§ What this task involves
Output every line of the data exactly as it appears.

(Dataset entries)

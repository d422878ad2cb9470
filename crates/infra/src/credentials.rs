//! Password hashing behind a trait seam.
//!
//! The concrete algorithm is interchangeable; the argon2id implementation is
//! the default for every environment.

use argon2::password_hash::{rand_core::OsRng, PasswordHash, SaltString};
use argon2::{Argon2, PasswordHasher as _, PasswordVerifier as _};

use podharbor_core::{DomainResult, Fault};

pub trait PasswordHasher: Send + Sync {
    fn hash(&self, plain: &str) -> DomainResult<String>;

    /// Constant-time verification; a malformed stored hash verifies false.
    fn verify(&self, plain: &str, hash: &str) -> bool;
}

/// Argon2id with the crate's default parameters.
#[derive(Debug, Clone, Copy, Default)]
pub struct ArgonPasswordHasher;

impl PasswordHasher for ArgonPasswordHasher {
    fn hash(&self, plain: &str) -> DomainResult<String> {
        let salt = SaltString::generate(&mut OsRng);
        Argon2::default()
            .hash_password(plain.as_bytes(), &salt)
            .map(|hash| hash.to_string())
            .map_err(|e| Fault::internal(format!("password hashing failed: {e}")))
    }

    fn verify(&self, plain: &str, hash: &str) -> bool {
        let Ok(parsed) = PasswordHash::new(hash) else {
            return false;
        };
        Argon2::default()
            .verify_password(plain.as_bytes(), &parsed)
            .is_ok()
    }
}

#[cfg(test)]
mod tests {
    use super::*;

    #[test]
    fn hash_and_verify_round_trip() {
        let hasher = ArgonPasswordHasher;
        let hash = hasher.hash("Str0ng!Pass").unwrap();

        assert!(hasher.verify("Str0ng!Pass", &hash));
        assert!(!hasher.verify("Wr0ng!Pass", &hash));
        assert!(!hasher.verify("Str0ng!Pass", "not-a-phc-string"));
    }

    #[test]
    fn salts_differ_between_hashes() {
        let hasher = ArgonPasswordHasher;
        let a = hasher.hash("Str0ng!Pass").unwrap();
        let b = hasher.hash("Str0ng!Pass").unwrap();
        assert_ne!(a, b);
    }
}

§ Task response
repository d422878ad2cb9470
filename crates/infra/src/credentials.rs
//! Password hashing behind a trait seam.
//!
//! The concrete algorithm is interchangeable; the argon2id implementation is
//! the default for every environment.

use argon2::password_hash::{rand_core::OsRng, PasswordHash, SaltString};
use argon2::{Argon2, PasswordHasher as _, PasswordVerifier as _};

use podharbor_core::{DomainResult, Fault};

pub trait PasswordHasher: Send + Sync {
    fn hash(&self, plain: &str) -> DomainResult<String>;

    /// Constant-time verification; a malformed stored hash verifies false.
    fn verify(&self, plain: &str, hash: &str) -> bool;
}

/// Argon2id with the crate's default parameters.
#[derive(Debug, Clone, Copy, Default)]
pub struct ArgonPasswordHasher;

impl PasswordHasher for ArgonPasswordHasher {
    fn hash(&self, plain: &str) -> DomainResult<String> {
        let salt = SaltString::generate(&mut OsRng);
        Argon2::default()
            .hash_password(plain.as_bytes(), &salt)
            .map(|hash| hash.to_string())
            .map_err(|e| Fault::internal(format!("password hashing failed: {e}")))
    }

    fn verify(&self, plain: &str, hash: &str) -> bool {
        let Ok(parsed) = PasswordHash::new(hash) else {
            return false;
        };
        Argon2::default()
            .verify_password(plain.as_bytes(), &parsed)
            .is_ok()
    }
}

#[cfg(test)]
mod tests {
    use super::*;

    #[test]
    fn hash_and_verify_round_trip() {
        let hasher = ArgonPasswordHasher;
        let hash = hasher.hash("Str0ng!Pass").unwrap();

        assert!(hasher.verify("Str0ng!Pass", &hash));
        assert!(!hasher.verify("Wr0ng!Pass", &hash));
        assert!(!hasher.verify("Str0ng!Pass", "not-a-phc-string"));
    }

    #[test]
    fn salts_differ_between_hashes() {
        let hasher = ArgonPasswordHasher;
        let a = hasher.hash("Str0ng!Pass").unwrap();
        let b = hasher.hash("Str0ng!Pass").unwrap();
        assert_ne!(a, b);
    }
}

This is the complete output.